Answer from Ken in Spain, who has served with the Canadian National Baptist Convention and Fellowship International in Chile and Spain for 16 years.
“Only God knows what is really needed; you may have a key contribution to make.”
The decision to go or not to go depends on God’s revealed will, not on logic. Only he knows what is really needed out there. We set up a Christian TV station in both India and the Philippines, which is something the locals did not have the funds or know-how to do. When they learned from us how to do it all, in six months to a year, they took over and we left. Previously they had no skills in TV or media. Many times God sends a foreigner to do something the locals can’t see, even if they do have the money.
They learned a lot of things from us and we learned from them. That’s why God sends intercultural missionaries. Sometimes they bring the one angle that the locals did not see, or they have the capacity to implement something they cannot do or don’t have the courage to do.
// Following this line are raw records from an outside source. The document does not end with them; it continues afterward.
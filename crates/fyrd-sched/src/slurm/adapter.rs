//! SLURM adapter for job submission and tracking.

use std::path::Path;
use std::process::{Output, Stdio};
use std::sync::atomic::{AtomicU32, AtomicU64, AtomicUsize, Ordering};
use std::time::Duration;

use rustc_hash::FxHashMap;
use tokio::process::Command;
use tokio::sync::Mutex;

use crate::error::{SchedError, SchedResult};
use crate::job::JobState;
use crate::slurm::parser;

/// SLURM job state.
#[derive(Debug, Clone, PartialEq, Eq)]
pub enum SlurmState {
    Pending,
    Running,
    Completing,
    Completed,
    Failed,
    Timeout,
    Cancelled,
    NodeFail,
    Preempted,
    OutOfMemory,
    Suspended,
    Unknown(String),
}

impl SlurmState {
    /// Check if this is a terminal state.
    pub fn is_terminal(&self) -> bool {
        matches!(
            self,
            SlurmState::Completed
                | SlurmState::Failed
                | SlurmState::Timeout
                | SlurmState::Cancelled
                | SlurmState::NodeFail
                | SlurmState::OutOfMemory
        )
    }

    /// Check if this represents a successful completion.
    pub fn is_success(&self) -> bool {
        matches!(self, SlurmState::Completed)
    }

    /// Map onto the backend-independent job state.
    pub fn to_job_state(&self) -> JobState {
        match self {
            SlurmState::Pending => JobState::Queued,
            SlurmState::Running | SlurmState::Completing => JobState::Running,
            SlurmState::Completed => JobState::Completed,
            SlurmState::Cancelled => JobState::Cancelled,
            SlurmState::Suspended | SlurmState::Preempted => JobState::Held,
            SlurmState::Failed
            | SlurmState::Timeout
            | SlurmState::NodeFail
            | SlurmState::OutOfMemory => JobState::Failed,
            SlurmState::Unknown(_) => JobState::Submitted,
        }
    }
}

/// Information about a SLURM job.
#[derive(Debug, Clone)]
pub struct SlurmJobInfo {
    /// SLURM job ID.
    pub job_id: String,

    /// Job name.
    pub name: String,

    /// Current state.
    pub state: SlurmState,

    /// Reason for current state (e.g., "Resources" for pending).
    pub reason: Option<String>,

    /// Exit code (for completed jobs).
    pub exit_code: Option<i32>,
}

/// Adapter for the SLURM scheduler.
pub struct SlurmAdapter {
    /// Limit for a single SLURM command.
    timeout: Duration,
    /// Whether to use mock mode (for testing).
    mock_mode: bool,
    /// Mock job counter for generating fake job IDs.
    mock_counter: AtomicU64,
    /// States of cancelled mock jobs.
    mock_cancelled: Mutex<FxHashMap<String, SlurmState>>,
    /// Queue length reported in mock mode.
    mock_queue_len: AtomicUsize,
    /// Mock submissions left to reject.
    mock_failures: AtomicU32,
}

impl Default for SlurmAdapter {
    fn default() -> Self {
        Self::new()
    }
}

impl SlurmAdapter {
    /// Create an adapter that calls the SLURM commands on `PATH`.
    pub fn new() -> Self {
        Self {
            timeout: Duration::from_secs(60),
            mock_mode: false,
            mock_counter: AtomicU64::new(1000),
            mock_cancelled: Mutex::new(FxHashMap::default()),
            mock_queue_len: AtomicUsize::new(0),
            mock_failures: AtomicU32::new(0),
        }
    }

    /// Create an adapter in mock mode (for testing).
    ///
    /// Mock jobs report as completed unless they were cancelled.
    pub fn mock() -> Self {
        Self {
            mock_mode: true,
            ..Self::new()
        }
    }

    /// Set the per-command timeout.
    pub fn with_timeout(mut self, timeout: Duration) -> Self {
        self.timeout = timeout;
        self
    }

    pub fn is_mock(&self) -> bool {
        self.mock_mode
    }

    /// Set the queue length the mock reports.
    pub fn set_mock_queue_len(&self, len: usize) {
        self.mock_queue_len.store(len, Ordering::SeqCst);
    }

    /// Make the next `count` mock submissions fail.
    pub fn fail_next_submits(&self, count: u32) {
        self.mock_failures.store(count, Ordering::SeqCst);
    }

    /// Submit a script with sbatch, returning the SLURM job ID.
    pub async fn submit(&self, script_path: &Path, dependencies: &[String]) -> SchedResult<String> {
        if self.mock_mode {
            let rejected = self
                .mock_failures
                .fetch_update(Ordering::SeqCst, Ordering::SeqCst, |n| n.checked_sub(1))
                .is_ok();
            if rejected {
                return Err(SchedError::SlurmSubmitError(
                    "sbatch: error: Batch job submission failed: Socket timed out".to_string(),
                ));
            }
            let job_id = self.mock_counter.fetch_add(1, Ordering::SeqCst);
            return Ok(job_id.to_string());
        }

        let mut args = Vec::new();
        if !dependencies.is_empty() {
            args.push(format!("--dependency=afterok:{}", dependencies.join(":")));
        }
        args.push(script_path.to_string_lossy().into_owned());

        let output = self.run("sbatch", &args).await?;
        if !output.status.success() {
            let stderr = String::from_utf8_lossy(&output.stderr);
            return Err(SchedError::SlurmSubmitError(stderr.trim().to_string()));
        }

        let stdout = String::from_utf8_lossy(&output.stdout);
        let job_id = parser::parse_sbatch_output(&stdout)?;
        tracing::debug!("sbatch accepted {} as job {}", script_path.display(), job_id);
        Ok(job_id)
    }

    /// Get the status of a SLURM job.
    pub async fn status(&self, slurm_job_id: &str) -> SchedResult<SlurmJobInfo> {
        if self.mock_mode {
            let cancelled = self.mock_cancelled.lock().await;
            let state = cancelled
                .get(slurm_job_id)
                .cloned()
                .unwrap_or(SlurmState::Completed);
            let exit_code = state.is_success().then_some(0);
            return Ok(SlurmJobInfo {
                job_id: slurm_job_id.to_string(),
                name: "mock_job".to_string(),
                state,
                reason: None,
                exit_code,
            });
        }

        // First try squeue (for pending/running jobs)
        if let Some(info) = self.run_squeue(slurm_job_id).await? {
            return Ok(info);
        }

        // If not found in squeue, check sacct (for completed jobs)
        if let Some(info) = self.run_sacct(slurm_job_id).await? {
            return Ok(info);
        }

        Err(SchedError::SlurmJobNotFound(slurm_job_id.to_string()))
    }

    /// Cancel a SLURM job.
    pub async fn cancel(&self, slurm_job_id: &str) -> SchedResult<()> {
        if self.mock_mode {
            self.mock_cancelled
                .lock()
                .await
                .insert(slurm_job_id.to_string(), SlurmState::Cancelled);
            return Ok(());
        }

        let output = self.run("scancel", &[slurm_job_id.to_string()]).await?;
        let stdout = String::from_utf8_lossy(&output.stdout);
        let stderr = String::from_utf8_lossy(&output.stderr);

        parser::parse_scancel_output(&stdout, &stderr)
    }

    /// Number of jobs `user` has in the queue.
    pub async fn queue_len(&self, user: &str) -> SchedResult<usize> {
        if self.mock_mode {
            return Ok(self.mock_queue_len.load(Ordering::SeqCst));
        }

        let args = ["-h", "-u", user, "-o", "%i"].map(String::from);
        let output = self.run("squeue", &args).await?;
        if !output.status.success() {
            let stderr = String::from_utf8_lossy(&output.stderr);
            return Err(SchedError::SlurmCommandError {
                command: "squeue".to_string(),
                message: stderr.trim().to_string(),
            });
        }

        let stdout = String::from_utf8_lossy(&output.stdout);
        Ok(parser::parse_queue_ids(&stdout).len())
    }

    /// Run a SLURM command with the adapter's timeout.
    async fn run(&self, command: &str, args: &[String]) -> SchedResult<Output> {
        tracing::trace!("Running {} {}", command, args.join(" "));
        tokio::time::timeout(
            self.timeout,
            Command::new(command)
                .args(args)
                .stdout(Stdio::piped())
                .stderr(Stdio::piped())
                .kill_on_drop(true)
                .output(),
        )
        .await
        .map_err(|_| {
            SchedError::Timeout(format!(
                "{command} timed out after {}s",
                self.timeout.as_secs()
            ))
        })?
        .map_err(|e| SchedError::SlurmCommandError {
            command: command.to_string(),
            message: e.to_string(),
        })
    }

    /// Run squeue command to get job status.
    async fn run_squeue(&self, slurm_job_id: &str) -> SchedResult<Option<SlurmJobInfo>> {
        let args = ["-j", slurm_job_id, "-o", "%i|%j|%T|%r|%S"].map(String::from);
        let output = self.run("squeue", &args).await?;

        // squeue exits non-zero for ids that already left the queue
        if !output.status.success() {
            return Ok(None);
        }

        let stdout = String::from_utf8_lossy(&output.stdout);
        parser::parse_squeue_output(&stdout)
    }

    /// Run sacct command to get completed job status.
    async fn run_sacct(&self, slurm_job_id: &str) -> SchedResult<Option<SlurmJobInfo>> {
        let args = ["-j", slurm_job_id, "-o", "JobID,JobName,State,ExitCode", "-P"].map(String::from);
        let output = self.run("sacct", &args).await?;

        let stdout = String::from_utf8_lossy(&output.stdout);
        parser::parse_sacct_output(&stdout)
    }
}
Many times in persecuted areas, the locals have a lot at stake, while a foreigner can go in, do something great and then leave.
Local people may also be encouraged when they see people willing to leave their homeland and comforts to come live in their country. They see your faith and sacrifices and are inspired to do the same, even if it is just going to the next village or town.
Answer from Marilena in Australia who served six years in India, Romania, and the Philippines.
Many times it does make more sense to teach and fund nationals rather than going yourself.
In the work we do, it is often better in every imaginable way to equip and send a national on a literacy campaign or to help them plant a church than it would be for me to do it. Especially since I’m not trained in literacy or church planting! 🙂
When a ministry is nationally run, it is more holistic, more locally driven, the staff aren’t dependent on an expat to keep running, and whatever the ministry is will reflect more of the local culture and less of the missionaries culture.
However, there are many places where people simply do not know who Jesus is and anyone who does know Jesus nearby are either unable to go or unwilling to go to their neighbors to share Jesus with them. This is an excellent time for a cross-cultural worker to step in.
Another reason for sending missionaries rather than simply funding nationals is that, in many places in the world, there may already be Christians there who are willing and able to go but don’t have the training or resources to do the work. In my field, for example, we train 5-15 nationals to do Bible translation work for every expat translator we send out. But it is still essential that these nationals have access to someone who has literally decades of training and a deep understanding of biblical languages. This person is often coming from the outside.
It may be more affordable to just fund nationals, but there are always circumstances where it will be necessary to send cross-cultural workers.
A final word of caution: take time to pray and meet with other Christians before deciding whether you should go based on the financial viability. As one of the other responses noted, God doesn’t always use the most financially viable solution. Often, when a missionary moves to a new land and takes time to build language skills and relationships, that can have an immeasurable impact on the nationals they work with. You never know the impact one life lived in a strange context can have.
Answer from Maclain in Papua New Guinea, who has served with Pioneer Bible Translators in Papua New Guinea for three years.